Los procesos creativos donde algo le es revelado al autor, son largos y costosos con grandes excepciones. Borges da prueba de ello en su poema Arrabal:

El arrabal es el reflejo de nuestro tedio.

Mis pasos claudicaron

Cuando iban a pisar el horizonte

Y quedé entre las casas,

Cuadriculadas en manzanas

Diferentes e iguales

Como si fueran todas ellas

Monótonos recuerdos repetidos

De una sola manzana.

El pastito precario,

Desesperadamente esperanzado,

Salpicaba las piedras de la calle

Y divisé en la hondura

Los naipes de colores del poniente

Y sentí Buenos Aires.

Esta ciudad que yo creí mi pasado

Es mi porvenir, mi presente;

Los años que he vivido en Europa son ilusorios,

Yo estaba siempre (y estaré) en Buenos Aires.

Finalmente pudiera añadir que aquella obra, creación, ensayo o lo que fuere que estemos realizando, nos empuja a repensar, rever, reintentar, corregir, quitar o agregar, sin duda nos ha cautivado, y admitir que la espontaneidad de la idea y del comienzo va a enriquecerse con lo que agrega nuestra costumbre, imaginación, deseos y hábitos, y la larga reflexión gozosa  en la que hemos venido a dar, será la sal y médula, en este proceso, de su resultado.

 


Coral Aguirre (Argentina, 1938).

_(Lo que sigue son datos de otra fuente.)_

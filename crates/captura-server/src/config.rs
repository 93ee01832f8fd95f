//! Server configuration for Captura.
//!
//! Loads configuration from environment variables with sensible defaults.
//! All settings can be overridden via `CAPTURA_*` environment variables.

use std::net::SocketAddr;

/// Server configuration.
#[derive(Debug, Clone)]
pub struct ServerConfig {
    /// Address to bind the HTTP listener to.
    pub bind_addr: SocketAddr,
    /// Submission store backend.
    pub store: StoreBackendType,
    /// Log level filter (e.g., `info`, `debug`, `warn`).
    pub log_level: String,
}

/// Supported submission store backends.
#[derive(Debug, Clone, PartialEq, Eq)]
pub enum StoreBackendType {
    /// In-memory (development only, submissions lost on restart).
    Memory,
    /// Flat JSON file.
    File { path: String },
}

impl ServerConfig {
    /// Load configuration from environment variables.
    ///
    /// Environment variables:
    /// - `PORT` — port to bind on (PaaS convention, binds to `0.0.0.0`)
    /// - `CAPTURA_BIND_ADDR` — full bind address (overrides `PORT`, default: `127.0.0.1:8080`)
    /// - `CAPTURA_STORE` — `file` or `memory` (default: `file`)
    /// - `CAPTURA_SUBMISSIONS_FILE` — path for the file store (default: `submissions.json`)
    /// - `CAPTURA_LOG_LEVEL` — log filter (default: `info`)
    #[must_use]
    pub fn from_env() -> Self {
        let bind_addr = if let Ok(addr) = std::env::var("CAPTURA_BIND_ADDR") {
            addr.parse()
                .unwrap_or_else(|_| SocketAddr::from(([127, 0, 0, 1], 8080)))
        } else if let Ok(port_str) = std::env::var("PORT") {
            let port: u16 = port_str.parse().unwrap_or(8080);
            SocketAddr::from(([0, 0, 0, 0], port))
        } else {
            SocketAddr::from(([127, 0, 0, 1], 8080))
        };

        let submissions_file = std::env::var("CAPTURA_SUBMISSIONS_FILE")
            .unwrap_or_else(|_| "submissions.json".to_owned());

        let store = match std::env::var("CAPTURA_STORE")
            .unwrap_or_else(|_| "file".to_owned())
            .to_lowercase()
            .as_str()
        {
            "memory" => StoreBackendType::Memory,
            _ => StoreBackendType::File {
                path: submissions_file,
            },
        };

        let log_level = std::env::var("CAPTURA_LOG_LEVEL").unwrap_or_else(|_| "info".to_owned());

        Self {
            bind_addr,
            store,
            log_level,
        }
    }
}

Es una artista de larga trayectoria y con reconocimientos nacionales e internacionales en varias disciplinas. Ha sido música, actriz de teatro, directora de teatro y dramaturga; actualmente su trabajo se centra en el ensayo, el cuento y la novela. De origen argentino, inició en aquellas latitudes su primer oficio como música de orquesta y pronto eligió el teatro como herramienta de combate, castigo por el cual su grupo, Teatro Alianza, fue objetivo del Terrorismo de Estado, de la persecución, desaparición, prisión y asesinato, tras lo cual el exilio en Europa y finalmente en México se convierten en el destino de Coral. En 1988 es invitada como promotora cultural al coloquio La dimensión del desarrollo cultural en América Latina, que se realizó en Ciudad Victoria Tamaulipas auspiciado por la SEP. Durante ese lapso La cruz en el espejo, texto dramático sobre Sor Juana Inés que obtiene el Premio Nacional de las Artes en Argentina y es publicado, obra presentada posteriormente por Guillermo Samperio a la sazón subdirector de Bellas Artes junto a Víctor Rascón Banda, Héctor Azar y Tomás Urtusástegui. En 1989 escribe sobre un cuento de Marguerite Yourcenar El inútil combate, un texto dramático que obtiene las críticas más auspiciosas por parte de Sabina Berman, Bruno Bert y Víctor Hugo Rascón Banda. A partir de allí comienza a escribir cuentos explorando las migraciones, la trashumancia, la violencia, la pobreza y desolación de los pueblos, pero también  sobre una suerte de fineza (en términos de Sor Juana) y una calidez que nunca antes había conocido.

Dice el crítico norteño Roberto Kaput: Coral Aguirre inauguró entre nosotros la novela de la posmemoria, una de las últimas manifestaciones de la novela política en América latina. En la trilogía de la memoria (Los últimos rostros, El resplandor de la memoria y Una patria aparte) reconstruye entre generaciones los últimos 50 años de la región, de la frontera norte de México a la Patagonia. (…) Con ello, la autora vuelve a poner en circulación la memoria de una generación de proscritos. Las novelas de Aguirre nos conectan con la memoria latinoamericana reciente y con la tradición de narradores del Río de la Plata…”

Finalmente, soy del sur cuya frontera es el Río Bravo, en esa parte del desierto donde no crecen violines ni mariposas pero donde muchos como yo se obstinan en el milagro de la escritura.